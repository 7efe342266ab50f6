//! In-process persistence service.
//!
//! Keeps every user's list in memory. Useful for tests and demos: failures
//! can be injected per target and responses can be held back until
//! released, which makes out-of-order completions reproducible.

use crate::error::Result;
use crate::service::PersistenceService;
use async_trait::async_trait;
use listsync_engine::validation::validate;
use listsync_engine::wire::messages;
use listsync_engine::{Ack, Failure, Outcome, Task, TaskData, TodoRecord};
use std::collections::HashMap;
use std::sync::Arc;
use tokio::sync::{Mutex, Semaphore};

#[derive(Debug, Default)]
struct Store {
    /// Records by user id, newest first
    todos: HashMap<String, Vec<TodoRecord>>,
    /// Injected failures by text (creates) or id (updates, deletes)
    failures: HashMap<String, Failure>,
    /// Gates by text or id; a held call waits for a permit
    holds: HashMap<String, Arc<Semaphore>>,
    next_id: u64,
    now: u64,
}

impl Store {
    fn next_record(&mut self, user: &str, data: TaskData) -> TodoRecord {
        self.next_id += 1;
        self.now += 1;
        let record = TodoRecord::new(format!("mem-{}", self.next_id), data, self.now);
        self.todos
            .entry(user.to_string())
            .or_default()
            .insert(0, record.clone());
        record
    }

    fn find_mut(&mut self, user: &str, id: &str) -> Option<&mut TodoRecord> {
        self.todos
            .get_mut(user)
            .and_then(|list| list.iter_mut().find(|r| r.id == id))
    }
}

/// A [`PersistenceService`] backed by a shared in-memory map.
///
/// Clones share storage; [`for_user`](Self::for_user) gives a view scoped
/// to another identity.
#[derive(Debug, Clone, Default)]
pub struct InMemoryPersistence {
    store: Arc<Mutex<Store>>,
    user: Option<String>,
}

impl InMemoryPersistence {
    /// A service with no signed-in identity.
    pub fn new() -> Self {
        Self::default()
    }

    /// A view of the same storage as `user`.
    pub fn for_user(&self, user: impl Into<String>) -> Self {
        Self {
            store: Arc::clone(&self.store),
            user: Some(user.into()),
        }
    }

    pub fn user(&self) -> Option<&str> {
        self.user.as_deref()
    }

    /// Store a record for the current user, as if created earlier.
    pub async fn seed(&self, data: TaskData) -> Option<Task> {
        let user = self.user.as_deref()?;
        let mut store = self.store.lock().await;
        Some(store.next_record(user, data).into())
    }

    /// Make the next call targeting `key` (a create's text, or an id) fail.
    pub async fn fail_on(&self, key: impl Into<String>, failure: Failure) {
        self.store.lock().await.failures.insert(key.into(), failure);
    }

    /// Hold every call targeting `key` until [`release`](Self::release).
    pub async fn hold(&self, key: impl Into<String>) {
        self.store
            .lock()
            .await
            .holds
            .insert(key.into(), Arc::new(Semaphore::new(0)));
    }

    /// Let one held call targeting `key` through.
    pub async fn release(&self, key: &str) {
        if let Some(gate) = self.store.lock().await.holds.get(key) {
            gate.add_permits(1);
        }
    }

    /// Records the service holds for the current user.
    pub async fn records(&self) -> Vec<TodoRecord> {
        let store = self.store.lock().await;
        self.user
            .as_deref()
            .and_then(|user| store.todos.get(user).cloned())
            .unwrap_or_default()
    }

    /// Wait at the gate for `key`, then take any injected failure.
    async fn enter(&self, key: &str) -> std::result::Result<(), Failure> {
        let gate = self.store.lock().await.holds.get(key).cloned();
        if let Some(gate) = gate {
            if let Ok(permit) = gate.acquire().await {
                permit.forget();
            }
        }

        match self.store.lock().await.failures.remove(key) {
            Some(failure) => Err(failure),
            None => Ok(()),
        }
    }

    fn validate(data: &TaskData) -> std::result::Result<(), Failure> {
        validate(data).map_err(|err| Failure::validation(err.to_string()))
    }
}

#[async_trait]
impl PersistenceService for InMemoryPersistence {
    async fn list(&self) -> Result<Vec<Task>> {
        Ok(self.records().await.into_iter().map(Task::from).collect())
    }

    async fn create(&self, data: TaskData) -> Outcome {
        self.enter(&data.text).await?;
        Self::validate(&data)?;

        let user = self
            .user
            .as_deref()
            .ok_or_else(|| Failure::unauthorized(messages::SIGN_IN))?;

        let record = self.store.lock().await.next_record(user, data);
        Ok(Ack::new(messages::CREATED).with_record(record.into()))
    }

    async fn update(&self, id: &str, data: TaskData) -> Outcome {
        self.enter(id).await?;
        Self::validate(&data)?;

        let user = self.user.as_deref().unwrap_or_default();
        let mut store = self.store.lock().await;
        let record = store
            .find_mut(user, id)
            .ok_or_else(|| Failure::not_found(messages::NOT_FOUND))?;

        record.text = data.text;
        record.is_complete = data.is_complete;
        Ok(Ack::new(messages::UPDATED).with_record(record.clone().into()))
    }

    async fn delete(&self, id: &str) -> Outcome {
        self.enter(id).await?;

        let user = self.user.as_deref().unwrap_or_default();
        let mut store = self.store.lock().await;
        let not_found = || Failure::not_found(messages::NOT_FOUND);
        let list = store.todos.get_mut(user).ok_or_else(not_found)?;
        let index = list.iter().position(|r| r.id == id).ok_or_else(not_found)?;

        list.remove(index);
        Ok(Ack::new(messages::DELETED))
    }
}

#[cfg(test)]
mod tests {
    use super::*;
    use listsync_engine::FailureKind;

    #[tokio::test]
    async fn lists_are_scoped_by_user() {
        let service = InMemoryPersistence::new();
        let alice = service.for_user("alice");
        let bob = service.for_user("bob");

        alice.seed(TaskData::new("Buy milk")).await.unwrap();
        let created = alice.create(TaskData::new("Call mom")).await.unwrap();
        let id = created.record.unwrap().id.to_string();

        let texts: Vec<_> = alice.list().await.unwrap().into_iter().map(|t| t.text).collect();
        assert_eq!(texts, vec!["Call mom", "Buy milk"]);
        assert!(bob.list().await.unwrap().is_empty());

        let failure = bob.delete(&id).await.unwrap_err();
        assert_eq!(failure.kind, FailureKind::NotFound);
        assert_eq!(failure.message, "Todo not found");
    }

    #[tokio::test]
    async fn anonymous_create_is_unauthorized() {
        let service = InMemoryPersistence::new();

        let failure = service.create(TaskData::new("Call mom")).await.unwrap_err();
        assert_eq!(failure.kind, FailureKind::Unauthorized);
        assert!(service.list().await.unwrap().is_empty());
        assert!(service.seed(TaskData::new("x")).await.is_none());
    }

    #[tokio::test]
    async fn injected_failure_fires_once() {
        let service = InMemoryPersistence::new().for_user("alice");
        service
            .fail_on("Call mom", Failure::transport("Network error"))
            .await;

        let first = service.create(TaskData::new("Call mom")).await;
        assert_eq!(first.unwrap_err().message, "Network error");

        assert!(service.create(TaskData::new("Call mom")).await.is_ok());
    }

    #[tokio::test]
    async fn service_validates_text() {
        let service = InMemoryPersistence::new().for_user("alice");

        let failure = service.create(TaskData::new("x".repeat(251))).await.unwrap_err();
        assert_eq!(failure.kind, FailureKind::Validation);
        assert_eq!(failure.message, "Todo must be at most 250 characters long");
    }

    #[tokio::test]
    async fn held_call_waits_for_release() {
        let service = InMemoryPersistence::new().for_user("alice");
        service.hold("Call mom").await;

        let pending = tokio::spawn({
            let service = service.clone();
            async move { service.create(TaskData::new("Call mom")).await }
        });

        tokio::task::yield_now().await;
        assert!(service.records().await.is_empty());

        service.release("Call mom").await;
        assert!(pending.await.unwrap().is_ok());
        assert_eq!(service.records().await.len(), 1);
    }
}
---*---
Task to carry out
Your answer should consist of every line from the entries that holds "PersistenceService".

Response to the exercise
use crate::service::PersistenceService;
/// A [`PersistenceService`] backed by a shared in-memory map.
impl PersistenceService for InMemoryPersistence {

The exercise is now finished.